第八十一話
毎週木曜日に投稿します。よろしければ読んでみて下さい。
「―豚の塩漬けを乾燥したものです。あと固く焼いたパンです。食事はこれだけです。我慢していただく事になります」
アイン・フォードは、そう言うと布の上に食べ物を一人分ずつ置いていく。
「砂漠では食事も我慢なのですね」
リオンは少ない食事に溜息を吐いた。
「申し訳ありません」
「いいえ、謝らないで下さい。これも、仕方ない事です。さあ、いただきましょう」
リオンは固いパンに手を付けた。
「―・・・・・・」
見た目以上に固いパンは、なかなか噛み砕けない。口の中の水分が無くなり、リオンは豚の塩漬けを口にした。今度は引きちぎる事が困難になった。塩漬けを口にした事で、しばらくすると喉の渇きを覚えた。
「―・・・・・・」
食べ終わると今度はお腹が鳴った。少ししか口にしていないのだ、どうしようもない事だ。
「・・・・・・横になって体力を温存した方がよろしいかと思います。今日は早めに眠りましょう」
アイン・フォードはそう二人に声を掛けた。
姉弟は頷き、彼の言葉に従った。
「・・・・・・寒い」
リオンのマントが時折、風で飛ばされそうになる。彼女はしっかりとマントを抑えて耐えるしかなかった。小食で、お腹は減り、身体は冷たい。けれども、リオンの心は弾んでいた。未知の体験に新鮮さを見出しているのだ。明日はどんな事が待ち受けているのだろう。
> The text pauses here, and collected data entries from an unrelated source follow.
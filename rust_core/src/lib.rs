//! Coinflow Core - shared building blocks for the price ingest service.
//!
//! This module provides:
//! - The normalized `PriceRecord` emitted on every tick
//! - A `PriceSource` trait and its CoinGecko client
//! - Azure identity, Key Vault and Event Hubs clients behind traits
//! - The `IngestError` taxonomy shared by all of the above

pub mod azure;
pub mod clients;
pub mod error;
pub mod models;
pub mod utils;

pub use error::{IngestError, IngestResult};
pub use models::{AssetPair, PairPrices, PriceRecord};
―ああ、明日が楽しみって、すごい事なのかもしれないわ。
リオンはイリスを自分の肩に寄せ、なるべく弟が寒くならない様に、暖を取った。
―あの向こうの空の下には何があるのかしら。
リオンはそんな事を思いながら、眠りについた。
「―昨日の夜とは全然違う風景ね」
砂漠の上の晴れ渡る空にリオンはそう吐露した。
「今度こそ水の量を見極めるわ」
自分の飲み水が無くなった時、アイン・フォードとイリスは、人にあげられる程、水が余っていた。きっと何かコツがあるに違いないとリオンは思ったのだ。
―今日は音を上げずにいきたいわ。
「さあ、行きましょうか」
アイン・フォードが声をかけてきた。
―頑張らなきゃ。
リオンは大きく頷くと彼の後を追った。